REQUIRED WORK - Beginning with the line below that contains "pub fn navigation_path(&self)" and ending with the line that contains "pub const ALL: [Intent;", copy every line exactly. Copy nothing else.

[Stored items]
'''

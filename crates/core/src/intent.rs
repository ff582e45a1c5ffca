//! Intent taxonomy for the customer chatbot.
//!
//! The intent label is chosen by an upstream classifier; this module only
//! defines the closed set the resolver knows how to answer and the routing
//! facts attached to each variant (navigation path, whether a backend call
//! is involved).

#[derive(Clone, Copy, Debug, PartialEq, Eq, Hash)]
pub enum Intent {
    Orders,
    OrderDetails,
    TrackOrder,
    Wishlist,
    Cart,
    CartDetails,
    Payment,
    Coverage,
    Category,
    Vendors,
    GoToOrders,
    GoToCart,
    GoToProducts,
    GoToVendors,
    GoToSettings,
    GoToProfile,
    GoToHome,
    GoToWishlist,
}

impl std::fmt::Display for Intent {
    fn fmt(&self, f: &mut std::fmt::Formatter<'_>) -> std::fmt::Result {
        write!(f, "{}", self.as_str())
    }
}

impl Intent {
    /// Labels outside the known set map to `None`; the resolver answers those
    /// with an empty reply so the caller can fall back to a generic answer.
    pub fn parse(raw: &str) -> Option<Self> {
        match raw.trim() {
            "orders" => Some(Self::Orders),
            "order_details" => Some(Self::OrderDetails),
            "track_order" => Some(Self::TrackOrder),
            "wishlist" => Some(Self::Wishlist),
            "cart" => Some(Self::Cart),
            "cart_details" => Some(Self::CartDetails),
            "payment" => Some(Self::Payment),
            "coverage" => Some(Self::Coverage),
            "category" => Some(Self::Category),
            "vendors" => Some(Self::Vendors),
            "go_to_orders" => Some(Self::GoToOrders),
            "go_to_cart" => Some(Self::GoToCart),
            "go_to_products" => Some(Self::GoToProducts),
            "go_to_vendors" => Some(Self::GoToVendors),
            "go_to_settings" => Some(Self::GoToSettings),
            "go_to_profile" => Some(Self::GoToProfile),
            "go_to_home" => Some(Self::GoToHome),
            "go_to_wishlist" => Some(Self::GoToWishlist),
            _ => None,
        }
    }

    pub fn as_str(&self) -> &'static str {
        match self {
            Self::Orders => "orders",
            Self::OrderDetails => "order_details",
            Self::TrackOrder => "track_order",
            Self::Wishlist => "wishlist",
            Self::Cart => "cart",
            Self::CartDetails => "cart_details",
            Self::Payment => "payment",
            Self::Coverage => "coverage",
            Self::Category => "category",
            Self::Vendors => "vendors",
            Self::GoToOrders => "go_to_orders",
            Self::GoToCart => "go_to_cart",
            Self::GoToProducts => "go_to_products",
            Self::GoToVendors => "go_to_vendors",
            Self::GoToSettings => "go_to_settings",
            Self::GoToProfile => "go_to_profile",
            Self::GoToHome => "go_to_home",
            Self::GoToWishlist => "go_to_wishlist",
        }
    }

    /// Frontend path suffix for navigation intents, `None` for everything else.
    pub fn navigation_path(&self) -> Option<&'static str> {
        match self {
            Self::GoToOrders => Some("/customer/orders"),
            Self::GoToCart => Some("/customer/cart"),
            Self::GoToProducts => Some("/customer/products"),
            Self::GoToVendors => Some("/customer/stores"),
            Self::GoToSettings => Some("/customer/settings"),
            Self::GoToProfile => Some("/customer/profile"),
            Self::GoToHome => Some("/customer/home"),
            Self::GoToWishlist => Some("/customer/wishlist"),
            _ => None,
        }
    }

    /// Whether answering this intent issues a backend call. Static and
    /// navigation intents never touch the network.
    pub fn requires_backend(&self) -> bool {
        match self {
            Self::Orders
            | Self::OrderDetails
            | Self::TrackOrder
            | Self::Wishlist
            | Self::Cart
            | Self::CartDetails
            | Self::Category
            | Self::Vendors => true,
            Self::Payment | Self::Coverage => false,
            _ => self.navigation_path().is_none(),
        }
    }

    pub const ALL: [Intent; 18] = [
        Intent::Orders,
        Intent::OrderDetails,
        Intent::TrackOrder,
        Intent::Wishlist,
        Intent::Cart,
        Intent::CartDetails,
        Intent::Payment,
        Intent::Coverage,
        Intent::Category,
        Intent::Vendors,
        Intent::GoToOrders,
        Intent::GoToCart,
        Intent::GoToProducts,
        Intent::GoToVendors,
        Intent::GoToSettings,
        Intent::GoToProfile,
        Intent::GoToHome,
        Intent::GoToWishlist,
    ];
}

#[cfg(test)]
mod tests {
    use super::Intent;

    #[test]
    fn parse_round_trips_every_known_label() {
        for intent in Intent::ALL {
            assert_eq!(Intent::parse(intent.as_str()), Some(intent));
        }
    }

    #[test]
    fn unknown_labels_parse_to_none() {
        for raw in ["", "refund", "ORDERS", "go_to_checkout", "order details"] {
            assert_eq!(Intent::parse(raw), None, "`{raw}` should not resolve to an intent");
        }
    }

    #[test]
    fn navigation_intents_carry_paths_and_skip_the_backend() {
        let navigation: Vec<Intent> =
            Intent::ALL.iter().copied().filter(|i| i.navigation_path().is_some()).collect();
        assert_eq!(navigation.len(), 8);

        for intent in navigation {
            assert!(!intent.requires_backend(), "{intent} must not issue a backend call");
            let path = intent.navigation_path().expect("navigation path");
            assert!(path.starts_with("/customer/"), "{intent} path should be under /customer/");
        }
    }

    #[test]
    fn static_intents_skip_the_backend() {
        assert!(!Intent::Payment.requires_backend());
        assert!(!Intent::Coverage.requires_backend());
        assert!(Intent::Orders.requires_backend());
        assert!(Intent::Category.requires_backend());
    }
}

'''

ANSWER BOX -
    pub fn navigation_path(&self) -> Option<&'static str> {
        match self {
            Self::GoToOrders => Some("/customer/orders"),
            Self::GoToCart => Some("/customer/cart"),
            Self::GoToProducts => Some("/customer/products"),
            Self::GoToVendors => Some("/customer/stores"),
            Self::GoToSettings => Some("/customer/settings"),
            Self::GoToProfile => Some("/customer/profile"),
            Self::GoToHome => Some("/customer/home"),
            Self::GoToWishlist => Some("/customer/wishlist"),
            _ => None,
        }
    }

    /// Whether answering this intent issues a backend call. Static and
    /// navigation intents never touch the network.
    pub fn requires_backend(&self) -> bool {
        match self {
            Self::Orders
            | Self::OrderDetails
            | Self::TrackOrder
            | Self::Wishlist
            | Self::Cart
            | Self::CartDetails
            | Self::Category
            | Self::Vendors => true,
            Self::Payment | Self::Coverage => false,
            _ => self.navigation_path().is_none(),
        }
    }

    pub const ALL: [Intent; 18] = [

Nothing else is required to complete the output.